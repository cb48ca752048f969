use crate::notion::{NotionError, WorkspaceApi};
use crate::services::respond;
use actix_web::{web, Responder};
use common::model::database::Database;
use log::debug;

/// `GET /api/databases`
pub async fn process(api: web::Data<dyn WorkspaceApi>) -> impl Responder {
    respond(list_databases(api.get_ref()).await, "Failed to fetch databases")
}

async fn list_databases(api: &dyn WorkspaceApi) -> Result<Vec<Database>, NotionError> {
    let databases = api.list_databases().await?;
    debug!("Listed {} databases", databases.len());
    Ok(databases)
}

#[cfg(test)]
mod tests {
    use crate::notion::fake::{FakeWorkspace, DATABASE_ID};
    use crate::services::{databases, testing};
    use actix_web::{test, App};
    use serde_json::Value;
    use std::sync::Arc;

    #[actix_web::test]
    async fn lists_databases_in_the_envelope() {
        let fake = Arc::new(FakeWorkspace::default());
        let app = test::init_service(
            App::new()
                .app_data(testing::data(&fake))
                .service(databases::configure_routes()),
        )
        .await;

        let req = test::TestRequest::get().uri("/api/databases").to_request();
        let body: Value = test::call_and_read_body_json(&app, req).await;

        assert_eq!(body["success"], true);
        assert_eq!(body["data"][0]["id"], DATABASE_ID);
        assert!(body.get("error").is_none());
    }

    #[actix_web::test]
    async fn remote_failures_become_a_fixed_500() {
        let fake = Arc::new(FakeWorkspace::failing());
        let app = test::init_service(
            App::new()
                .app_data(testing::data(&fake))
                .service(databases::configure_routes()),
        )
        .await;

        let req = test::TestRequest::get().uri("/api/databases").to_request();
        let resp = test::call_service(&app, req).await;
        assert_eq!(resp.status(), 500);

        let body: Value = test::read_body_json(resp).await;
        assert_eq!(body["success"], false);
        assert_eq!(body["error"], "Failed to fetch databases");
    }
}
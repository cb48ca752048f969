//! `POST /api/databases/{database_id}/entries`
//!
//! The browser sends the database schema together with the flat form values;
//! the codec turns them into the remote property payload.

use crate::notion::{normalize_id, NotionError, WorkspaceApi};
use crate::services::respond;
use actix_web::{web, Responder};
use common::codec::encode;
use common::model::page::Page;
use common::requests::CreateEntryRequest;
use log::{debug, error, info};

pub async fn process(
    api: web::Data<dyn WorkspaceApi>,
    database_id: web::Path<String>,
    request: web::Json<CreateEntryRequest>,
) -> impl Responder {
    respond(
        create_entry(api.get_ref(), &database_id, &request).await,
        "Failed to create database entry",
    )
}

async fn create_entry(
    api: &dyn WorkspaceApi,
    database_id: &str,
    request: &CreateEntryRequest,
) -> Result<Page, NotionError> {
    let database_id = normalize_id(database_id)?;
    let payload = encode(&request.properties, &request.values);
    debug!(
        "Encoded {} of {} properties for a new entry in {}",
        payload.len(),
        request.properties.len(),
        database_id
    );

    let page = api
        .create_entry(&database_id, &payload)
        .await
        .inspect_err(|e| error!("Error creating entry in {}: {}", database_id, e))?;
    info!("Created entry {} in {}", page.id, database_id);
    Ok(page)
}
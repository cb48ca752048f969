//! Shared models and the property codec used by both the backend proxy and
//! the browser client.

pub mod codec;
pub mod forms;
pub mod model;
pub mod requests;
pub mod responses;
===============
● **Required work**
Every line of the material above should be repeated exactly.

● **Final answer**
repository cb48ca752048f969
use crate::notion::{NotionError, WorkspaceApi};
use crate::services::respond;
use actix_web::{web, Responder};
use common::model::database::Database;
use log::debug;

/// `GET /api/databases`
pub async fn process(api: web::Data<dyn WorkspaceApi>) -> impl Responder {
    respond(list_databases(api.get_ref()).await, "Failed to fetch databases")
}

async fn list_databases(api: &dyn WorkspaceApi) -> Result<Vec<Database>, NotionError> {
    let databases = api.list_databases().await?;
    debug!("Listed {} databases", databases.len());
    Ok(databases)
}

#[cfg(test)]
mod tests {
    use crate::notion::fake::{FakeWorkspace, DATABASE_ID};
    use crate::services::{databases, testing};
    use actix_web::{test, App};
    use serde_json::Value;
    use std::sync::Arc;

    #[actix_web::test]
    async fn lists_databases_in_the_envelope() {
        let fake = Arc::new(FakeWorkspace::default());
        let app = test::init_service(
            App::new()
                .app_data(testing::data(&fake))
                .service(databases::configure_routes()),
        )
        .await;

        let req = test::TestRequest::get().uri("/api/databases").to_request();
        let body: Value = test::call_and_read_body_json(&app, req).await;

        assert_eq!(body["success"], true);
        assert_eq!(body["data"][0]["id"], DATABASE_ID);
        assert!(body.get("error").is_none());
    }

    #[actix_web::test]
    async fn remote_failures_become_a_fixed_500() {
        let fake = Arc::new(FakeWorkspace::failing());
        let app = test::init_service(
            App::new()
                .app_data(testing::data(&fake))
                .service(databases::configure_routes()),
        )
        .await;

        let req = test::TestRequest::get().uri("/api/databases").to_request();
        let resp = test::call_service(&app, req).await;
        assert_eq!(resp.status(), 500);

        let body: Value = test::read_body_json(resp).await;
        assert_eq!(body["success"], false);
        assert_eq!(body["error"], "Failed to fetch databases");
    }
}
repository cb48ca752048f969
//! `POST /api/databases/{database_id}/entries`
//!
//! The browser sends the database schema together with the flat form values;
//! the codec turns them into the remote property payload.

use crate::notion::{normalize_id, NotionError, WorkspaceApi};
use crate::services::respond;
use actix_web::{web, Responder};
use common::codec::encode;
use common::model::page::Page;
use common::requests::CreateEntryRequest;
use log::{debug, error, info};

pub async fn process(
    api: web::Data<dyn WorkspaceApi>,
    database_id: web::Path<String>,
    request: web::Json<CreateEntryRequest>,
) -> impl Responder {
    respond(
        create_entry(api.get_ref(), &database_id, &request).await,
        "Failed to create database entry",
    )
}

async fn create_entry(
    api: &dyn WorkspaceApi,
    database_id: &str,
    request: &CreateEntryRequest,
) -> Result<Page, NotionError> {
    let database_id = normalize_id(database_id)?;
    let payload = encode(&request.properties, &request.values);
    debug!(
        "Encoded {} of {} properties for a new entry in {}",
        payload.len(),
        request.properties.len(),
        database_id
    );

    let page = api
        .create_entry(&database_id, &payload)
        .await
        .inspect_err(|e| error!("Error creating entry in {}: {}", database_id, e))?;
    info!("Created entry {} in {}", page.id, database_id);
    Ok(page)
}
repository cb48ca752048f969
//! Shared models and the property codec used by both the backend proxy and
//! the browser client.

pub mod codec;
pub mod forms;
pub mod model;
pub mod requests;
pub mod responses;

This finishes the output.